If the data we want isn't in the cache, we may have to *evict* a line from the cache to make room for the new data. How we make this choice is called the *cache eviction policy*.

- Random uniformly evict lines. Easy to implement!
- Least Recently Used (LRU) evict the line that was accessed the longest time ago.
- Prefer Clean try to evict clean lines to avoid write-back. (More on this in a minute.)
- Farthest further use evict the line whose next access is farthest in the future. This is provably optimal. It's also impossible to implement.

When a write occurs, we have two main decisions:

- 1. Do we write to just the cache or to the entire memory hierarchy?
- 2. Should we pull the cache line in to the cache if there's a cache miss?

When we perform a write, we have two options:

- 1. Just update the cache.
- 2. Update the cache and also forward the write to lower cache levels.

If we *do not* forward the write, the cache is **write back** since the data must be written back on eviction (the cache line can be *dirty*).

**Advantages:** Fewer writes farther down the memory hierarchy. Less bandwidth. Faster writes.

If we *do* forward the write, the cache is **write through**. In this case, a cache line is never dirty.

Advantages: No write back overhead required on eviction.

When we perform a write and the cache line that we are writing to is not in cache (that is, we have a *write miss*), we have two options:

- Pull in the cache line to the cache. This is called write allocate.
- Do not pull the cache line into the cache. This is called no-write allocate.

Write Allocate Advantages: Exploits temporal locality. Data written will likely be read soon, so that read will be faster.

**No-Write Allocate Advantages:** Fewer unnecessary evictions. If the data is not read in the near future, the eviction is a waste.

# Some Tradeoffs to Consider

Increasing associativity requires more tag checks.

- *N*-way associativity requires *N* parallel comparators
- This is expensive in hardware and potentially slow

This limits associativity of L1 caches to 2-8.

Larger, slower caches can be more associative.

#### Examples:

- Intel Nehalem processors have an 8-way L1 cache and 18-way L2 and L3 caches.
- Core 2's L2 was 24-way.

#### How big should a cache line be?

- Why is bigger better?
  - Exploits more spacial locality
  - Large cache lines effectively *prefetch* data that we have not explicitly asked for.
- Why is smaller better?
  - Focuses on temporal locality
  - If there is a little spacial locality, large cache lines waste space and bandwidth.
- In practice, 32-64 bytes is pretty good for L1 caches where space is scarce and latency is important.
- Lower level caches use 128-256 bytes.

#### Cache Line Size Affects Miss Rate



Most processor shave two different caches, one for instructions (I) and one for data (D). Why?
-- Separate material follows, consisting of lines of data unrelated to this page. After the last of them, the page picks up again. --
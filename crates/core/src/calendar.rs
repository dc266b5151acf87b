//! Calendar arithmetic on local wall-clock time.

use std::ops::RangeInclusive;

use chrono::{NaiveDate, NaiveDateTime, NaiveTime, Timelike};

/// First bookable hour of a working day.
pub const FIRST_HOUR: u32 = 8;
/// Last bookable hour of a working day.
pub const LAST_HOUR: u32 = 17;
/// Number of one-hour slots in a working day.
pub const SLOTS_PER_DAY: usize = (LAST_HOUR - FIRST_HOUR + 1) as usize;

pub fn working_hours() -> RangeInclusive<u32> {
    FIRST_HOUR..=LAST_HOUR
}

pub fn is_working_hour(hour: u32) -> bool {
    working_hours().contains(&hour)
}

/// Builds a date from 1-indexed components, `None` if it is not a real
/// calendar date.
pub fn date(year: i32, month: u32, day: u32) -> Option<NaiveDate> {
    NaiveDate::from_ymd_opt(year, month, day)
}

pub fn days_in_month(year: i32, month: u32) -> Option<u32> {
    let first = NaiveDate::from_ymd_opt(year, month, 1)?;
    let (next_year, next_month) = if month == 12 {
        (year + 1, 1)
    } else {
        (year, month + 1)
    };
    let next_first = NaiveDate::from_ymd_opt(next_year, next_month, 1)?;

    u32::try_from(next_first.signed_duration_since(first).num_days()).ok()
}

/// Half-open `[start, end)` range covering one calendar day.
pub fn day_range(year: i32, month: u32, day: u32) -> Option<(NaiveDateTime, NaiveDateTime)> {
    let start = date(year, month, day)?;
    let end = start.succ_opt()?;

    Some((start.and_time(NaiveTime::MIN), end.and_time(NaiveTime::MIN)))
}

/// Half-open `[start, end)` range covering one calendar month.
pub fn month_range(year: i32, month: u32) -> Option<(NaiveDateTime, NaiveDateTime)> {
    let start = date(year, month, 1)?;
    let end = start.checked_add_days(chrono::Days::new(u64::from(days_in_month(year, month)?)))?;

    Some((start.and_time(NaiveTime::MIN), end.and_time(NaiveTime::MIN)))
}

/// Drops minutes, seconds and sub-second precision.
pub fn start_of_hour(moment: NaiveDateTime) -> NaiveDateTime {
    moment
        .date()
        .and_hms_opt(moment.hour(), 0, 0)
        .unwrap_or(moment)
}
- Different areas of memory.
- Different access patterns.
  - I-cache accesses have lots of *spacial* locality because most of the time instructions are accessed sequentially.
  - I-cache accesses are also predictable to the extent that branches are predictable.
  - D-cache accesses are typically less predictable.
- Not just different, but could interfere with one another!
  - Sequential instruction accesses could interfere with the data accesses.
  - Separating them helps eliminate this issue.